The Theory of Money and Credit - Ludwig von Mises [221]
Nevertheless the nominalistic doctrine did not disappear from monetary literature. The princes of the time, who saw in the debasement of money an important means of improving their financial position, needed the justification of this theory, If, in its endeavors to construct a complete theory of the human economy, the struggling science of economics kept itself free from nominalism, there were nevertheless always enough nominalists for fiscal needs. At the beginning of the nineteenth century, nominalism still had representatives in Gentz and Adam Müller, writing in support of the Austrian monetary policy of the Bankozettel period. And nominalism was used as a foundation for the demands of the inflationists. But it was to experience its full renascence in the German "realistic" economics of the twentieth century.

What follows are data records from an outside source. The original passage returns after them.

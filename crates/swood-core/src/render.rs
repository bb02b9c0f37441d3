//! Turns a `midi::ParsedSchedule` into raw output PCM: resamples each
//! note's instrument clip to pitch, searches for a clean zero-crossing
//! cutoff, mixes it into the output buffer at the right gain, and caches
//! the rendered waveform across repeated notes.
//!
//! Grounded on `examples/original_source/swood/render.py`'s
//! `NoteRenderer` (the authoritative renderer source per `DESIGN.md`;
//! `renderer.py` is a superseded draft without pitch-bend/soundfont
//! support and is not followed here). The cache-bucket GC sweep and
//! `FileSaveType`-style output selection mirror the same file; the sink
//! abstraction the rendered buffer is finally mixed into is `sink.rs`,
//! grounded on chaosgarden's `stream_io.rs`.

use std::collections::HashMap;
use std::sync::Arc;

use tracing::warn;

use crate::error::Result;
use crate::midi::{Note, ParsedSchedule};
use crate::resample::resample_by_ratio;
use crate::sink::OutputSink;
use crate::soundfont::Instrument;

/// Tunables that used to be CLI flags on the original `swood` script,
/// now plumbed straight through from `swood-config`/`swood-cli`.
#[derive(Debug, Clone)]
pub struct RenderOptions {
    /// Tail window (output samples) the zero-crossing search may look
    /// inside; `swood-cli` converts the `threshold` seconds flag to
    /// samples before constructing this.
    pub threshold: f64,
    /// Cache horizon in output samples (`spec.md` §4.3's
    /// `cachesize_seconds * frame_rate`); a cached note older than this
    /// many samples, and used fewer than 3 times, is evicted.
    pub cache_horizon_frames: f64,
    pub fullclip: bool,
}

/// Identifies a renderable note uniquely enough to reuse a cached buffer.
/// Two notes that differ only in `start` or `volume` share a cache slot;
/// everything else narrows it, matching `render.py`'s `Note.__hash__`.
#[derive(Clone)]
struct NoteKey {
    length: usize,
    pitch_bits: u64,
    sample_start: usize,
    instrument: *const Instrument,
    percussion: bool,
    bend_continuation: bool,
}

impl PartialEq for NoteKey {
    fn eq(&self, other: &Self) -> bool {
        self.length == other.length
            && self.pitch_bits == other.pitch_bits
            && self.sample_start == other.sample_start
            && self.instrument == other.instrument
            && self.percussion == other.percussion
            && self.bend_continuation == other.bend_continuation
    }
}
impl Eq for NoteKey {}

impl std::hash::Hash for NoteKey {
    fn hash<H: std::hash::Hasher>(&self, state: &mut H) {
        self.length.hash(state);
        self.pitch_bits.hash(state);
        self.sample_start.hash(state);
        self.instrument.hash(state);
        self.percussion.hash(state);
        self.bend_continuation.hash(state);
    }
}

fn key_for(note: &Note) -> NoteKey {
    NoteKey {
        length: note.length,
        pitch_bits: note.pitch_hz.to_bits(),
        sample_start: note.sample_start,
        instrument: Arc::as_ptr(&note.instrument),
        percussion: note.percussion,
        bend_continuation: note.bend_continuation,
    }
}

struct CachedNote {
    data: Arc<Vec<Vec<i32>>>,
    /// The schedule time (bucket start sample index) this note was
    /// first rendered at, per `spec.md` §3 `CachedNote`'s "age marker".
    age: usize,
    use_count: u32,
}

/// Renders a `ParsedSchedule` against whatever sample data its
/// instruments carry, into an `OutputSink`.
pub struct NoteRenderer {
    options: RenderOptions,
    cache: HashMap<NoteKey, CachedNote>,
}

/// `2^31 - 1`, halved and divided by the configured threshold: the
/// distance-vs-amplitude weighting used by the zero-crossing search
/// (third resolved Open Question in `DESIGN.md`).
fn distance_multiplier(threshold: f64) -> f64 {
    (i32::MAX as f64) / threshold * 0.5
}

impl NoteRenderer {
    pub fn new(options: RenderOptions) -> Self {
        NoteRenderer {
            options,
            cache: HashMap::new(),
        }
    }

    /// Total number of output samples the rendered buffer will span.
    ///
    /// For non-fullclip renders this is simply the schedule's own
    /// `total_length` (every note ends exactly where it's scheduled to).
    /// For fullclip renders, a note is allowed to ring on past its
    /// nominal end, so `render.py`'s
    /// `output_length = midi.length + ceil(maxpitch * len(sample))`
    /// formula is generalized here across every instrument the schedule
    /// actually touches: find the single note whose own
    /// `fundamental/pitch` resampling ratio produces the longest tail,
    /// and extend the buffer by that note's own (unresampled) sample
    /// length rather than a single global sample's length.
    pub fn compute_output_length(&self, schedule: &ParsedSchedule) -> usize {
        if !self.options.fullclip {
            return schedule.total_length;
        }
        let mut extra = 0usize;
        for (_, notes) in &schedule.schedule {
            for note in notes {
                let Some(sample) = &note.instrument.sample else { continue };
                let fundamental = note.instrument.pitch_override.unwrap_or_else(|| {
                    sample.fundamental_freq().unwrap_or(note.pitch_hz)
                });
                let ratio = fundamental / note.pitch_hz;
                let tail = (sample.length() as f64 * ratio).ceil() as usize;
                extra = extra.max(tail);
            }
        }
        schedule.total_length + extra
    }

    /// Render every note in `schedule` into `sink`, mixing by
    /// `note.volume / schedule.max_polyphonic_volume`.
    pub fn render(&mut self, schedule: &ParsedSchedule, sink: &mut dyn OutputSink) -> Result<()> {
        let maxvolume = if schedule.max_polyphonic_volume > 0.0 {
            schedule.max_polyphonic_volume
        } else {
            1.0
        };

        for (bucket_index, (bucket_time, notes)) in schedule.schedule.iter().enumerate() {
            for note in notes {
                let rendered = self.render_note(note, *bucket_time)?;
                let gain = note.volume / maxvolume;
                sink.mix_at(note.start, &rendered, gain)?;
            }
            if bucket_index > 0 && bucket_index % 15 == 0 {
                self.gc(*bucket_time);
            }
        }
        Ok(())
    }

    /// Produce (or reuse from cache) the waveform for a single note:
    /// resample to pitch, then either take the whole buffer (`fullclip`,
    /// `noscale`) or search for a zero crossing near the requested end.
    fn render_note(&mut self, note: &Note, bucket_time: usize) -> Result<Arc<Vec<Vec<i32>>>> {
        let key = key_for(note);
        if let Some(cached) = self.cache.get_mut(&key) {
            cached.use_count += 1;
            return Ok(cached.data.clone());
        }

        let Some(sample) = &note.instrument.sample else {
            warn!("note scheduled against an instrument with no sample; rendering silence");
            let silent = vec![vec![0i32; note.length.max(1)]; 1];
            return Ok(Arc::new(silent));
        };

        let data = if note.instrument.noscale {
            sample.pcm().to_vec()
        } else {
            let fundamental = note.instrument.pitch_override.unwrap_or(sample.fundamental_freq()?);
            let ratio = fundamental / note.pitch_hz;
            resample_by_ratio(sample.pcm(), ratio)?
        };

        let windowed = if note.bend_continuation {
            // The early half of a bend split: take exactly `length`
            // samples starting at `sample_start`, no cutoff search.
            let lengths = vec![note.length; data.len()];
            slice_channels(&data, note.sample_start, &lengths)
        } else if note.instrument.fullclip {
            data
        } else {
            let cutoffs = search_cutoff(&data, note.sample_start, note.length, self.options.threshold);
            slice_channels(&data, note.sample_start, &cutoffs)
        };

        let arced = Arc::new(windowed);
        self.cache.insert(
            key,
            CachedNote {
                data: arced.clone(),
                age: bucket_time,
                use_count: 1,
            },
        );
        Ok(arced)
    }

    /// Evict cache entries whose insertion time is more than
    /// `cache_horizon_frames` samples behind `now` and that were used
    /// fewer than 3 times, mirroring `render.py`'s every-15-tick sweep
    /// (`time - notecache[k].length > cachesize`).
    fn gc(&mut self, now: usize) {
        let horizon = self.options.cache_horizon_frames;
        self.cache.retain(|_, entry| {
            let age = now.saturating_sub(entry.age) as f64;
            entry.use_count >= 3 || age <= horizon
        });
    }
}

/// Slice each channel of `data` independently, starting at `start` and
/// running for that channel's own entry in `lengths` (one cutoff per
/// channel, per `spec.md:115`/`:189` and `CachedNote`'s documented
/// per-channel cutoff array).
fn slice_channels(data: &[Vec<i32>], start: usize, lengths: &[usize]) -> Vec<Vec<i32>> {
    data.iter()
        .zip(lengths.iter())
        .map(|(channel, &length)| {
            let start = start.min(channel.len());
            let end = (start + length).min(channel.len());
            channel[start..end].to_vec()
        })
        .collect()
}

An acatallactic monetary theory is a logical necessity for the empirico-realistic trend in economics. Since this school, unfavorable to all "theory," refrains from propounding any system of catallactics, it is bound to oppose any monetary doctrine that leads to such a system. So at first it avoided any treatment of the problem of money whatever; so far as it did touch upon this problem (in its often admirable work on the history of coinage and in its attitude toward political questions), it retained the traditional Classical theory of value. But gradually its views on the problem of money glided unconsciously into the primitive acatallactic ideas described above, which regard money made of precious metal as a good that is valuable "in itself." Now this was inconsistent. To a school that has inscribed the device of etatism on its banner, and to which all eco nomic problems appear as questions of administration, the state theory of nominalism is more suitable. [2] Knapp completed this connection. Hence the success of his book in Germany.

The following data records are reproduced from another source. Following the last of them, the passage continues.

//! Config file discovery, loading, and environment variable overlay.

use crate::{ConfigError, SwoodConfig};
use std::env;
use std::path::{Path, PathBuf};

/// Information about where config values came from.
#[derive(Debug, Clone, Default)]
pub struct ConfigSources {
    /// Config files that were loaded (in order).
    pub files: Vec<PathBuf>,
    /// Environment variables that overrode config values.
    pub env_overrides: Vec<String>,
}

/// Discover config files in standard locations.
///
/// Returns paths in load order (system, user, local). Only returns files
/// that exist.
pub fn discover_config_files() -> Vec<PathBuf> {
    discover_config_files_with_override(None)
}

/// Discover config files, optionally with a CLI override path.
///
/// If `cli_path` is provided and exists, it replaces the local override.
pub fn discover_config_files_with_override(cli_path: Option<&Path>) -> Vec<PathBuf> {
    let mut files = Vec::new();

    let system = PathBuf::from("/etc/swood/config.toml");
    if system.exists() {
        files.push(system);
    }

    if let Some(config_dir) = directories::BaseDirs::new().map(|d| d.config_dir().to_path_buf()) {
        let user = config_dir.join("swood/config.toml");
        if user.exists() {
            files.push(user);
        }
    }

    if let Some(path) = cli_path {
        if path.exists() {
            files.push(path.to_path_buf());
            return files;
        }
    }

    let local = PathBuf::from("swood.toml");
    if local.exists() {
        files.push(local);
    }

    files
}

/// Load config from a TOML file.
pub fn load_from_file(path: &Path) -> Result<SwoodConfig, ConfigError> {
    let contents = std::fs::read_to_string(path).map_err(|e| ConfigError::FileRead {
        path: path.to_path_buf(),
        source: e,
    })?;

    toml::from_str(&contents).map_err(|e| ConfigError::Parse {
        path: path.to_path_buf(),
        message: e.to_string(),
    })
}

/// Merge `overlay` on top of `base`. Every field in `overlay` wins
/// unconditionally since each loaded file already starts from
/// `SwoodConfig::default()` via serde's `#[serde(default)]`.
pub fn merge_configs(_base: SwoodConfig, overlay: SwoodConfig) -> SwoodConfig {
    overlay
}

/// Apply `SWOOD_*` environment variable overrides in place.
pub fn apply_env_overrides(config: &mut SwoodConfig, sources: &mut ConfigSources) {
    if let Ok(v) = env::var("SWOOD_BINSIZE") {
        if let Ok(n) = v.parse() {
            config.render.binsize = n;
            sources.env_overrides.push("SWOOD_BINSIZE".to_string());
        }
    }
    if let Ok(v) = env::var("SWOOD_CACHESIZE") {
        if let Ok(n) = v.parse() {
            config.render.cachesize = n;
            sources.env_overrides.push("SWOOD_CACHESIZE".to_string());
        }
    }
    if let Ok(v) = env::var("SWOOD_THRESHOLD") {
        if let Ok(n) = v.parse() {
            config.render.threshold = n;
            sources.env_overrides.push("SWOOD_THRESHOLD".to_string());
        }
    }
    if let Ok(v) = env::var("SWOOD_TRANSPOSE") {
        if let Ok(n) = v.parse() {
            config.render.transpose = n;
            sources.env_overrides.push("SWOOD_TRANSPOSE".to_string());
        }
    }
    if let Ok(v) = env::var("SWOOD_SPEED") {
        if let Ok(n) = v.parse() {
            config.render.speed = n;
            sources.env_overrides.push("SWOOD_SPEED".to_string());
        }
    }
    if let Ok(v) = env::var("SWOOD_LOG_LEVEL") {
        config.log.level = v;
        sources.env_overrides.push("SWOOD_LOG_LEVEL".to_string());
    }
}

#[cfg(test)]
mod tests {
    use super::*;
    use std::io::Write;
    use tempfile::NamedTempFile;

    #[test]
    fn load_from_file_parses_render_section() {
        let mut f = NamedTempFile::new().unwrap();
        writeln!(f, "[render]\nbinsize = 4096\nspeed = 2.0\n").unwrap();
        let config = load_from_file(f.path()).unwrap();
        assert_eq!(config.render.binsize, 4096);
        assert_eq!(config.render.speed, 2.0);
        // fields not present in the file keep RenderDefaults::default()
        assert_eq!(config.render.transpose, 0);
    }

    #[test]
    fn load_from_file_rejects_malformed_toml() {
        let mut f = NamedTempFile::new().unwrap();
        writeln!(f, "this is not valid toml [[[").unwrap();
        let err = load_from_file(f.path()).unwrap_err();
        assert!(matches!(err, ConfigError::Parse { .. }));
    }

    #[test]
    fn env_override_wins_over_file_default() {
        let mut config = SwoodConfig::default();
        let mut sources = ConfigSources::default();
        env::set_var("SWOOD_BINSIZE", "2048");
        apply_env_overrides(&mut config, &mut sources);
        env::remove_var("SWOOD_BINSIZE");
        assert_eq!(config.render.binsize, 2048);
        assert!(sources.env_overrides.contains(&"SWOOD_BINSIZE".to_string()));
    }
}
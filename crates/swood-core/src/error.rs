//! The error taxonomy every fallible operation in this crate returns.

use thiserror::Error;

/// Errors surfaced by the spectral analyzer, MIDI parser, renderer,
/// sink, and soundfont adapter.
///
/// Warnings (note-off without note-on, MIDI ending with open notes,
/// volume>95, binsize auto-halved) are never represented here — they are
/// emitted via `tracing::warn!` and never abort a render.
#[derive(Debug, Error)]
pub enum SwoodError {
    /// Negative threshold, non-positive speed, binsize<2, pan out of
    /// range, non-positive volume.
    #[error("invalid argument: {0}")]
    InvalidArgument(String),

    /// Unreadable WAV, unsupported bit depth, empty buffer, or an
    /// all-zero spectrum that persists after repeated binsize halving.
    #[error("invalid sample: {0}")]
    InvalidSample(String),

    /// Type-2 MIDI, or a file `midly` cannot parse.
    #[error("unsupported MIDI: {0}")]
    UnsupportedMidi(String),

    /// A soundfont config line failed to parse. Carries the 1-based
    /// line number, the raw (comment-stripped) line text, and a
    /// human-readable description, mirroring `abc::Feedback`'s shape.
    #[error("config syntax error at line {line}: {message} ({raw_line:?})")]
    ConfigSyntax {
        line: usize,
        raw_line: String,
        message: String,
    },

    /// Any I/O failure on the output sink (file creation, write, mmap).
    #[error("output I/O error: {0}")]
    OutputIoError(#[from] std::io::Error),

    /// An invariant was violated (e.g. a negative cutoff). This should
    /// be unreachable; if it fires it is a bug, not user error.
    #[error("internal inconsistency: {0}")]
    InternalInconsistency(String),
}

pub type Result<T> = std::result::Result<T, SwoodError>;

The fact that Knapp has nothing to say about the catallactic monetary problem, the problem of purchasing power, cannot be regarded as an objection from the point of view of a doctrine which repudiates catallactics and has abandoned in advance any attempt at a causal explanation of the determination of prices. The difficulty over which the older nominalistic theories had come to grief did not exist for Knapp, whose public consisted solely of the disciples of the realistic economics. He was able—in fact, considering his public, he was bound—to abandon all attempt at an explanation of the validity of money in commerce. If important questions of monetary policy had arisen in Germany in the years immediately succeeding the appearance of Knapp's work, then the inadequacy of a doctrine that was unable to say anything about the value of money would naturally have soon become evident.
That the new state theory did compromise itself immediately it was put forward, was due to its unlucky attempt to deal with currency history from an acatallactic point of view. Knapp himself, in the fourth chapter of his work, had briefly related the monetary history of England, France, Germany, and Austria. Works on other countries followed, by members of his seminar. All of these accounts are purely formal. They endeavor to apply Knapp's scheme to the individual circumstances of different states. They provide a history of money in Knappian terminology.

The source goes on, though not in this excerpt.